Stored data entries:

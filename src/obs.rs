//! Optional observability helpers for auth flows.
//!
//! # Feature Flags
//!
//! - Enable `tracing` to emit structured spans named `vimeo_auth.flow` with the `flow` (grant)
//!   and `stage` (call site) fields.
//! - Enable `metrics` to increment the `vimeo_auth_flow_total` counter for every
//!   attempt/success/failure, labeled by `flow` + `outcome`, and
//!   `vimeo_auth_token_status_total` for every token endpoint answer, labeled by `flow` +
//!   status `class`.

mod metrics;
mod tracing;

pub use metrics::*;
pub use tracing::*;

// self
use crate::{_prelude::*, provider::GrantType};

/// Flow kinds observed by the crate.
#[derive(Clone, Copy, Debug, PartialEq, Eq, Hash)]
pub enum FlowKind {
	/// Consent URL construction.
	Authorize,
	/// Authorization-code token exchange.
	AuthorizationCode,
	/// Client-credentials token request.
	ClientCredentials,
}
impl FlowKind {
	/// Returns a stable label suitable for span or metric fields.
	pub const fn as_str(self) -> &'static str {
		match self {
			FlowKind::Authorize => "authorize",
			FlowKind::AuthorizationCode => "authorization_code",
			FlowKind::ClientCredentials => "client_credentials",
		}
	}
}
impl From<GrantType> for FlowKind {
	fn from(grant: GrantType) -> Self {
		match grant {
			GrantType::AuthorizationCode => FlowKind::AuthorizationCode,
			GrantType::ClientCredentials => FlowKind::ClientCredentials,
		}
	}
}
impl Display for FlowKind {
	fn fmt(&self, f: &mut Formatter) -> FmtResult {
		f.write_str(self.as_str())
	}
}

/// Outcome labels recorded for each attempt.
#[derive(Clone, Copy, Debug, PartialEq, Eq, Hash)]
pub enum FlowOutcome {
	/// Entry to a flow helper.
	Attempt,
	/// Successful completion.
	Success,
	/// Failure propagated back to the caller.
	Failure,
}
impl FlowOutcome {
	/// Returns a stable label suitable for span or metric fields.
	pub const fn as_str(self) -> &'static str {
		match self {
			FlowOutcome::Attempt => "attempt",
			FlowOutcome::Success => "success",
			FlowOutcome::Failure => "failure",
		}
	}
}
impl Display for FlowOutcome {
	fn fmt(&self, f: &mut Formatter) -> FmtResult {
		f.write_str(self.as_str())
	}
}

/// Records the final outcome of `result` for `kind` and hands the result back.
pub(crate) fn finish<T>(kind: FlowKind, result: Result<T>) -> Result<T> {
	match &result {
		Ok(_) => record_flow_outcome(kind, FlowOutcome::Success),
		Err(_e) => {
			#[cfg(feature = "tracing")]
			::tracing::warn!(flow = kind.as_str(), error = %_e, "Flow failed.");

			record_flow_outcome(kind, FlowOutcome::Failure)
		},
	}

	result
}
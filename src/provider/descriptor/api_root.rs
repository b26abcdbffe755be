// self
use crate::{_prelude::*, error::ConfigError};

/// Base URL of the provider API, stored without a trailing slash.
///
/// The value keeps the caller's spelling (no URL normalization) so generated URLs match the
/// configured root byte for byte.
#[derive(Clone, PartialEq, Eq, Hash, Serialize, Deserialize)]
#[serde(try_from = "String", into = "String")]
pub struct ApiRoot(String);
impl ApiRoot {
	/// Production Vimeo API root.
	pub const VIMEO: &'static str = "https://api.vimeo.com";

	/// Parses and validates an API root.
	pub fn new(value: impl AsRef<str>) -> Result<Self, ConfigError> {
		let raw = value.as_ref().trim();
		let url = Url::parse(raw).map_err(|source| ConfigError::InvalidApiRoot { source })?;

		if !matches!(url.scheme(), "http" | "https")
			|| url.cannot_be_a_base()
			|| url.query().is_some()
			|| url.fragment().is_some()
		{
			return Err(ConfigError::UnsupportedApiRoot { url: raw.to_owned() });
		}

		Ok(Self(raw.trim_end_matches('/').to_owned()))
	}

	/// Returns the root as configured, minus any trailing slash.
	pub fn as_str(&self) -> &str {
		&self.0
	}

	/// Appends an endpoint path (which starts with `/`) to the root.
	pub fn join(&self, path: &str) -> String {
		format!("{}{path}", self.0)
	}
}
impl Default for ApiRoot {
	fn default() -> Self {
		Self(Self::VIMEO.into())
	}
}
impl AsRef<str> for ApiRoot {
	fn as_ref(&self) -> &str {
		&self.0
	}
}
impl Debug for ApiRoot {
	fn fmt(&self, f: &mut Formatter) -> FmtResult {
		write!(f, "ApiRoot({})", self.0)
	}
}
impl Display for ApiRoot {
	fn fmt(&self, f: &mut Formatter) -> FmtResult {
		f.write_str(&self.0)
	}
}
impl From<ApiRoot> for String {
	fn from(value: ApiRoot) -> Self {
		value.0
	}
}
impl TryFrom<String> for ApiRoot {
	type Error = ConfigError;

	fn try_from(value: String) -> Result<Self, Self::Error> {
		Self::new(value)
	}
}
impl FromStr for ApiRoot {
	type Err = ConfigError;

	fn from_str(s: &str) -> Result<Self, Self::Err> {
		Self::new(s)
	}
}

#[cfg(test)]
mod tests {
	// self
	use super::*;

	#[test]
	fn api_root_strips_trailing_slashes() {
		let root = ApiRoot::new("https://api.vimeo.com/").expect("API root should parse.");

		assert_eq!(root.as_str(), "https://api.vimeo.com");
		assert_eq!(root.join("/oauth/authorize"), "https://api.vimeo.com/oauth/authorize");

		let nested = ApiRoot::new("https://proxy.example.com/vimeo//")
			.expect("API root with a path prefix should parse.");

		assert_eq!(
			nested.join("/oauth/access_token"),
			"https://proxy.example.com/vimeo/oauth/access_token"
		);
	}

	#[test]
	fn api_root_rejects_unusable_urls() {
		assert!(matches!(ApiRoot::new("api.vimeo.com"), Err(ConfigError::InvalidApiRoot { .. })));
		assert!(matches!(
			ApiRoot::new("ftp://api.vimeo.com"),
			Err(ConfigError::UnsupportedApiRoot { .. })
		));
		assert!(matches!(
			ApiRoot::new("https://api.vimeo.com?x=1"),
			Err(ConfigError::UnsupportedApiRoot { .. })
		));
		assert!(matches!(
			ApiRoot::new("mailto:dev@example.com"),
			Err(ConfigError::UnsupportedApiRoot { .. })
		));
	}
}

About this exercise
Lines that contain "AuthorizationCode" should be pulled from the entries above and reported.

Exercise response
	AuthorizationCode,
			FlowKind::AuthorizationCode => "authorization_code",
			GrantType::AuthorizationCode => FlowKind::AuthorizationCode,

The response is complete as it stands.